The perennial war of term limits versus presidents in Latin America seems to have opened a new front in Colombia — my native country, no less. There, it appears that term limits pose no match for popular President Uribe, whose supporters have pushed through a bill in the senate that paves the way for a referendum to remove limits on presidential re-election. The constitutional court (an interesting innovation of the 1991 constitution) will review the bill and, assuming no objections, Uribe’s supporters will need to muster a majority of voters (with a quorum of 1/4 of the electorate voting) to secure a constitutional amendment on term limits.

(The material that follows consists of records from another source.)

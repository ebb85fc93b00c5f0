mod commands;
mod interactive;
mod session;

pub use commands::{QueryBuffer, ReplCommand, ReplResult};
pub use interactive::InteractiveRepl;
pub use session::{export_chart, ReplSession};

This should not be surprising. Honduras notwithstanding, term limits usually lose the fight against Presidents. At least that’s what the recent wave of constitutional amendments and replacements suggests (a short list from memory from the last 20 years includes Brazil, Argentina, Peru, Venezuela, Ecuador, and Bolivia). The overall record between the two contenders is unknown, since term limit victories (when contested) are not documented very easily — certainly, the Honduran case is not alone. However, in some back-of-the envelope accounting my co-authors Tom Ginsburg, James Melton, and I find that term limits have been breached about twice a year since 1945. In 1973 alone, term limits were violated six times.

Most of these violations have occurred in Latin America, at least prior to the 1960s or so. Until that time, most other countries either had executives without fixed terms or did not impose term limits. On the other hand, over 80% of constitutions in Latin American imposed term limits on executives through World War II, after which countries began to remove limits. Today, about 50% of constitutions in Latin America include such limits, the same proportion as constitutions in the rest of the world. [All these data are from the Comparative Constitutions Project].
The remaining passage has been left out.